Ship of Ghosts is both smaller and bigger than Last Stand of the Tin Can Sailors. Hornfisher focuses on the men of the USS Houston, a heavy cruiser assigned to the Asiatic Fleet at the start of the Second World War. Previously President Roosevelt's favorite cruiser, in the dark days of the initial Japanese assaults, the Houston was the lynchpin of the defense of the island of Java.

Part of an ad hoc American-Dutch-British-Australian command, the Houston and the other defenders of Java faced terrible odds against an enemy with absolute air superiority. The Houston dodged bombs and fought a single significant engagement at the Battle of the Java Sea. The Allies didn't have the strength to resist a multipronged Japanese invasion, and in retreating the USS Houston and HMAS Perth sailed right into one of the landing fleets. Houston and Perth gave their best before sinking, but the long ordeal of the survivors had only just begun.

Captured by the Japanese along with the 131st Field Artillery (the Lost Battalion) and the other defenders of Java, the crew of the Houston were shipped to Singapore and an archipelago of Japanese POW camps.

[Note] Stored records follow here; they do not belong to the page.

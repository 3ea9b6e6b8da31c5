use anyhow::Result;
use calsync_core::time::parse_timestamp;
use calsync_core::{EventSyncController, RemoteEventStore};
use dialoguer::Confirm;
use owo_colors::OwoColorize;

use crate::render::{Render, render_event};

pub async fn run<S: RemoteEventStore>(
    controller: &mut EventSyncController<S>,
    id: &str,
    start: &str,
    end: &str,
    yes: bool,
) -> Result<()> {
    super::load(controller, None).await?;

    let tz = controller.tz();
    let Some(prior) = controller.get(id).cloned() else {
        anyhow::bail!("Event '{}' not found", id);
    };
    let new_start = parse_timestamp(start, tz)?;
    let new_end = parse_timestamp(end, tz)?;

    println!("{}", render_event(&prior, tz).dimmed());
    println!("{}", render_event(&prior.moved_to(new_start, new_end), tz));

    if !yes {
        let confirmed = Confirm::new()
            .with_prompt("Are you sure about this change?")
            .default(false)
            .interact()?;

        if !confirmed {
            println!("{}", "Change discarded".dimmed());
            return Ok(());
        }
    }

    let response = controller
        .on_user_drop_event(id, new_start, new_end, |prior| {
            eprintln!("{}", render_event(prior, tz).yellow());
        })
        .await;

    if let Some(notification) = &response.notification {
        println!("{}", notification.render());
    }
    if response.is_error() {
        anyhow::bail!("Event was not moved");
    }

    Ok(())
}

The worst of these were along the Railway of Death, a roughly 200 km cut through untracked jungle between Thailand and Burma that would be immortalized (and thoroughly fictionalized) as The Bridge Over The River Kwai. Roughly 20% of the men died of starvation, disease, beatings administered by their captors, and simple hopelessness. Perhaps 200,000 people in total died, mostly native laborers without military discipline to help them maintain field sanitation. Other survivors were dispatched to Japan, and some suffered the supreme misfortune of being killed by Allied bombs and torpedoes, as Japan did not mark their POW transports, one final mark in a litany of Geneva Code violations.

Hornfischer gives his all in commemorating these old veterans, in the years when the WW2 generation passed out of life and into memory. The prose gets a little purple at times, but serves to convey the pride of the pre-War Houston, the desperation of its last battle, and the endurance of its crew in captivity.